(Collected data)
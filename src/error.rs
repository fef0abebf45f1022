use thiserror::Error;

/// Failures raised by the simulation engine and its outer layers.
///
/// An undefined tail metric is not an error; see [`crate::analysis::TailMetric`].
#[derive(Debug, Error)]
pub enum SimError {
    /// A distribution parameter, mixture weight or confidence level is out of range.
    #[error("invalid configuration: {0}")]
    InvalidConfiguration(String),

    /// The engine was asked to work on nothing (zero trials, empty distribution).
    #[error("invalid input: {0}")]
    InvalidInput(String),

    #[error("i/o error: {0}")]
    Io(#[from] std::io::Error),

    #[error("malformed config file: {0}")]
    Json(#[from] serde_json::Error),
}

pub type Result<T> = std::result::Result<T, SimError>;

/// Fail with `InvalidConfiguration` unless `value` is finite and strictly positive.
pub(crate) fn ensure_positive(name: &str, value: f64) -> Result<()> {
    if value.is_finite() && value > 0.0 {
        Ok(())
    } else {
        Err(SimError::InvalidConfiguration(format!(
            "{name} must be finite and > 0, got {value}"
        )))
    }
}

#[cfg(test)]
mod tests {
    use super::*;

    #[test]
    fn ensure_positive_rejects_zero_negative_and_nan() {
        assert!(ensure_positive("lambda", 2.0).is_ok());
        for bad in [0.0, -1.0, f64::NAN, f64::INFINITY] {
            let err = ensure_positive("lambda", bad).unwrap_err();
            assert!(matches!(err, SimError::InvalidConfiguration(_)), "{bad}: {err:?}");
        }
    }

    #[test]
    fn messages_name_the_parameter() {
        let err = ensure_positive("gamma_scale", -3.0).unwrap_err();
        assert_eq!(
            err.to_string(),
            "invalid configuration: gamma_scale must be finite and > 0, got -3"
        );
    }
}
use serde::Serialize;

use crate::error::{Result, SimError};

#[derive(Debug, Clone, Copy, PartialEq, Eq, PartialOrd, Ord, Hash, Serialize)]
pub struct TrialId(pub u64);

/// One simulated year.
/// `total_loss` is exactly 0.0 when `claim_count` is 0; no severity is drawn.
#[derive(Debug, Clone, Copy, PartialEq, Serialize)]
pub struct Trial {
    pub id: TrialId,
    pub claim_count: u64,
    pub total_loss: f64,
}

impl Trial {
    pub fn quiet(id: TrialId) -> Self {
        Trial { id, claim_count: 0, total_loss: 0.0 }
    }
}

/// The empirical aggregate-loss distribution produced by one simulation run.
///
/// Trials are stored in trial-index order, though nothing downstream depends
/// on that order. The collection is immutable once built.
#[derive(Debug, Clone, PartialEq)]
pub struct LossDistribution {
    trials: Vec<Trial>,
}

impl LossDistribution {
    /// Wrap a completed set of trials. An empty set is rejected.
    pub fn new(trials: Vec<Trial>) -> Result<Self> {
        if trials.is_empty() {
            return Err(SimError::InvalidInput(
                "loss distribution must contain at least one trial".to_string(),
            ));
        }
        Ok(LossDistribution { trials })
    }

    pub fn trials(&self) -> &[Trial] {
        &self.trials
    }

    /// Per-trial total losses, one value per trial.
    pub fn losses(&self) -> Vec<f64> {
        self.trials.iter().map(|t| t.total_loss).collect()
    }

    pub fn len(&self) -> usize {
        self.trials.len()
    }

    pub fn is_empty(&self) -> bool {
        self.trials.is_empty()
    }

    /// Sum of claim counts across all trials.
    pub fn total_claims(&self) -> u64 {
        self.trials.iter().map(|t| t.claim_count).sum()
    }
}
use rand::Rng;
use rand::distr::Open01;
use rand_distr::{Distribution, Gamma};

use crate::config::SeverityConfig;
use crate::error::{Result, SimError};

/// Which mixture component produced a claim.
#[derive(Debug, Clone, Copy, PartialEq, Eq, Hash)]
pub enum SeverityBranch {
    /// Gamma body: ordinary claims.
    Body,
    /// Pareto tail: catastrophic claims.
    Tail,
}

/// Gamma/Pareto mixture claim-size sampler.
///
/// Stateless between draws: each call consumes fresh randomness from the
/// caller's stream and nothing else, so draws are i.i.d.
#[derive(Debug, Clone)]
pub struct SeveritySampler {
    body: Gamma<f64>,
    pareto_scale: f64,
    inv_alpha: f64,
    gamma_weight: f64,
}

impl SeveritySampler {
    pub fn new(config: &SeverityConfig) -> Result<Self> {
        config.validate()?;
        let body = Gamma::new(config.gamma_shape, config.gamma_scale).map_err(|e| {
            SimError::InvalidConfiguration(format!("gamma severity: {e}"))
        })?;
        Ok(SeveritySampler {
            body,
            pareto_scale: config.pareto_scale,
            inv_alpha: 1.0 / config.pareto_alpha,
            gamma_weight: config.gamma_weight,
        })
    }

    /// Draw one claim size.
    pub fn sample(&self, rng: &mut impl Rng) -> f64 {
        self.sample_branch(rng).0
    }

    /// Draw one claim size together with the component it came from.
    pub fn sample_branch(&self, rng: &mut impl Rng) -> (f64, SeverityBranch) {
        let u: f64 = rng.random();
        if u <= self.gamma_weight {
            // Very small shapes can underflow to 0.0.
            let x: f64 = self.body.sample(rng);
            (x.max(f64::MIN_POSITIVE), SeverityBranch::Body)
        } else {
            (self.pareto(rng), SeverityBranch::Tail)
        }
    }

    /// Inverse-transform Pareto draw: x_m / v^(1/α).
    /// `v` comes from the open interval (0, 1); `SeverityConfig::validate` bounds
    /// x_m / v^(1/α) below `f64::MAX` for the smallest such `v`.
    fn pareto(&self, rng: &mut impl Rng) -> f64 {
        let v: f64 = rng.sample(Open01);
        self.pareto_scale / v.powf(self.inv_alpha)
    }
}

Directions for this task
Copy out all of the lines above exactly.

Output of the task
filename src/error.rs
repository fef0abebf45f1022
use thiserror::Error;

/// Failures raised by the simulation engine and its outer layers.
///
/// An undefined tail metric is not an error; see [`crate::analysis::TailMetric`].
#[derive(Debug, Error)]
pub enum SimError {
    /// A distribution parameter, mixture weight or confidence level is out of range.
    #[error("invalid configuration: {0}")]
    InvalidConfiguration(String),

    /// The engine was asked to work on nothing (zero trials, empty distribution).
    #[error("invalid input: {0}")]
    InvalidInput(String),

    #[error("i/o error: {0}")]
    Io(#[from] std::io::Error),

    #[error("malformed config file: {0}")]
    Json(#[from] serde_json::Error),
}

pub type Result<T> = std::result::Result<T, SimError>;

/// Fail with `InvalidConfiguration` unless `value` is finite and strictly positive.
pub(crate) fn ensure_positive(name: &str, value: f64) -> Result<()> {
    if value.is_finite() && value > 0.0 {
        Ok(())
    } else {
        Err(SimError::InvalidConfiguration(format!(
            "{name} must be finite and > 0, got {value}"
        )))
    }
}

#[cfg(test)]
mod tests {
    use super::*;

    #[test]
    fn ensure_positive_rejects_zero_negative_and_nan() {
        assert!(ensure_positive("lambda", 2.0).is_ok());
        for bad in [0.0, -1.0, f64::NAN, f64::INFINITY] {
            let err = ensure_positive("lambda", bad).unwrap_err();
            assert!(matches!(err, SimError::InvalidConfiguration(_)), "{bad}: {err:?}");
        }
    }

    #[test]
    fn messages_name_the_parameter() {
        let err = ensure_positive("gamma_scale", -3.0).unwrap_err();
        assert_eq!(
            err.to_string(),
            "invalid configuration: gamma_scale must be finite and > 0, got -3"
        );
    }
}
use serde::Serialize;

use crate::error::{Result, SimError};

#[derive(Debug, Clone, Copy, PartialEq, Eq, PartialOrd, Ord, Hash, Serialize)]
pub struct TrialId(pub u64);

/// One simulated year.
/// `total_loss` is exactly 0.0 when `claim_count` is 0; no severity is drawn.
#[derive(Debug, Clone, Copy, PartialEq, Serialize)]
pub struct Trial {
    pub id: TrialId,
    pub claim_count: u64,
    pub total_loss: f64,
}

impl Trial {
    pub fn quiet(id: TrialId) -> Self {
        Trial { id, claim_count: 0, total_loss: 0.0 }
    }
}

/// The empirical aggregate-loss distribution produced by one simulation run.
///
/// Trials are stored in trial-index order, though nothing downstream depends
/// on that order. The collection is immutable once built.
#[derive(Debug, Clone, PartialEq)]
pub struct LossDistribution {
    trials: Vec<Trial>,
}

impl LossDistribution {
    /// Wrap a completed set of trials. An empty set is rejected.
    pub fn new(trials: Vec<Trial>) -> Result<Self> {
        if trials.is_empty() {
            return Err(SimError::InvalidInput(
                "loss distribution must contain at least one trial".to_string(),
            ));
        }
        Ok(LossDistribution { trials })
    }

    pub fn trials(&self) -> &[Trial] {
        &self.trials
    }

    /// Per-trial total losses, one value per trial.
    pub fn losses(&self) -> Vec<f64> {
        self.trials.iter().map(|t| t.total_loss).collect()
    }

    pub fn len(&self) -> usize {
        self.trials.len()
    }

    pub fn is_empty(&self) -> bool {
        self.trials.is_empty()
    }

    /// Sum of claim counts across all trials.
    pub fn total_claims(&self) -> u64 {
        self.trials.iter().map(|t| t.claim_count).sum()
    }
}
use rand::Rng;
use rand::distr::Open01;
use rand_distr::{Distribution, Gamma};

use crate::config::SeverityConfig;
use crate::error::{Result, SimError};

/// Which mixture component produced a claim.
#[derive(Debug, Clone, Copy, PartialEq, Eq, Hash)]
pub enum SeverityBranch {
    /// Gamma body: ordinary claims.
    Body,
    /// Pareto tail: catastrophic claims.
    Tail,
}

/// Gamma/Pareto mixture claim-size sampler.
///
/// Stateless between draws: each call consumes fresh randomness from the
/// caller's stream and nothing else, so draws are i.i.d.
#[derive(Debug, Clone)]
pub struct SeveritySampler {
    body: Gamma<f64>,
    pareto_scale: f64,
    inv_alpha: f64,
    gamma_weight: f64,
}

impl SeveritySampler {
    pub fn new(config: &SeverityConfig) -> Result<Self> {
        config.validate()?;
        let body = Gamma::new(config.gamma_shape, config.gamma_scale).map_err(|e| {
            SimError::InvalidConfiguration(format!("gamma severity: {e}"))
        })?;
        Ok(SeveritySampler {
            body,
            pareto_scale: config.pareto_scale,
            inv_alpha: 1.0 / config.pareto_alpha,
            gamma_weight: config.gamma_weight,
        })
    }

    /// Draw one claim size.
    pub fn sample(&self, rng: &mut impl Rng) -> f64 {
        self.sample_branch(rng).0
    }

    /// Draw one claim size together with the component it came from.
    pub fn sample_branch(&self, rng: &mut impl Rng) -> (f64, SeverityBranch) {
        let u: f64 = rng.random();
        if u <= self.gamma_weight {
            // Very small shapes can underflow to 0.0.
            let x: f64 = self.body.sample(rng);
            (x.max(f64::MIN_POSITIVE), SeverityBranch::Body)
        } else {
            (self.pareto(rng), SeverityBranch::Tail)
        }
    }

    /// Inverse-transform Pareto draw: x_m / v^(1/α).
    /// `v` comes from the open interval (0, 1); `SeverityConfig::validate` bounds
    /// x_m / v^(1/α) below `f64::MAX` for the smallest such `v`.
    fn pareto(&self, rng: &mut impl Rng) -> f64 {
        let v: f64 = rng.sample(Open01);
        self.pareto_scale / v.powf(self.inv_alpha)
    }
}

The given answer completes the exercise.